TASK STATEMENT:
Print each line from the start of the records below up through the line where "pub fn is_loopback_frame(frame: &[u8], peers: &[IpAddr])" is found, exactly as given.

RECORD EXCERPTS:
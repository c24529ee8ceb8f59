//! Loopback suppression for bridged deployments.
//!
//! When the tap side is attached to a bridge that also carries the tunnel's
//! own underlay traffic, the tunnel's UDP datagrams reappear as tap-ingress
//! frames and would be re-encapsulated forever. A frame is a loopback
//! candidate when its inner payload is UDP over IP and either inner address
//! is one of the configured remote peers.

use std::net::IpAddr;

use tracing::debug;

const ETHERTYPE_IPV4: [u8; 2] = [0x08, 0x00];
const ETHERTYPE_IPV6: [u8; 2] = [0x86, 0xdd];
const ETHERTYPE_VLAN: [u8; 2] = [0x81, 0x00];

const IPPROTO_UDP: u8 = 17;

/// True when forwarding `frame` would re-encapsulate tunnel traffic.
/// Non-IP, non-UDP and short frames always pass.
pub fn is_loopback_frame(frame: &[u8], peers: &[IpAddr]) -> bool {
    if frame.len() < 14 {
        return false;
    }
    let mut off = 12;
    if frame[off..off + 2] == ETHERTYPE_VLAN {
        off += 4;
    }
    if frame.len() < off + 2 {
        return false;
    }
    let ethertype = [frame[off], frame[off + 1]];
    let ip = &frame[off + 2..];
    if ethertype == ETHERTYPE_IPV4 {
        is_loopback_v4(ip, peers)
    } else if ethertype == ETHERTYPE_IPV6 {
        is_loopback_v6(ip, peers)
    } else {
        false
    }
}

fn is_loopback_v4(ip: &[u8], peers: &[IpAddr]) -> bool {
    if ip.len() < 20 || ip[0] >> 4 != 4 || ip[9] != IPPROTO_UDP {
        return false;
    }
    let src = IpAddr::from([ip[12], ip[13], ip[14], ip[15]]);
    let dst = IpAddr::from([ip[16], ip[17], ip[18], ip[19]]);
    matches_peer(src, dst, peers)
}

fn is_loopback_v6(ip: &[u8], peers: &[IpAddr]) -> bool {
    if ip.len() < 40 || ip[0] >> 4 != 6 || ip[6] != IPPROTO_UDP {
        return false;
    }
    let mut src = [0u8; 16];
    let mut dst = [0u8; 16];
    src.copy_from_slice(&ip[8..24]);
    dst.copy_from_slice(&ip[24..40]);
    matches_peer(IpAddr::from(src), IpAddr::from(dst), peers)
}

fn matches_peer(src: IpAddr, dst: IpAddr, peers: &[IpAddr]) -> bool {
    for peer in peers {
        if src == *peer || dst == *peer {
            debug!(%src, %dst, %peer, "suppressing loopback frame");
            return true;
        }
    }
    false
}
mod loader;
mod types;

pub use loader::{load_from_path, parse_positionals};
pub use types::{CipherConfig, Config, Mode, ModeKind, PathSpec};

RESULT OF THIS EXERCISE:
repository c24529ee8ceb8f59
//! Loopback suppression for bridged deployments.
//!
//! When the tap side is attached to a bridge that also carries the tunnel's
//! own underlay traffic, the tunnel's UDP datagrams reappear as tap-ingress
//! frames and would be re-encapsulated forever. A frame is a loopback
//! candidate when its inner payload is UDP over IP and either inner address
//! is one of the configured remote peers.

use std::net::IpAddr;

use tracing::debug;

const ETHERTYPE_IPV4: [u8; 2] = [0x08, 0x00];
const ETHERTYPE_IPV6: [u8; 2] = [0x86, 0xdd];
const ETHERTYPE_VLAN: [u8; 2] = [0x81, 0x00];

const IPPROTO_UDP: u8 = 17;

/// True when forwarding `frame` would re-encapsulate tunnel traffic.
/// Non-IP, non-UDP and short frames always pass.
pub fn is_loopback_frame(frame: &[u8], peers: &[IpAddr]) -> bool {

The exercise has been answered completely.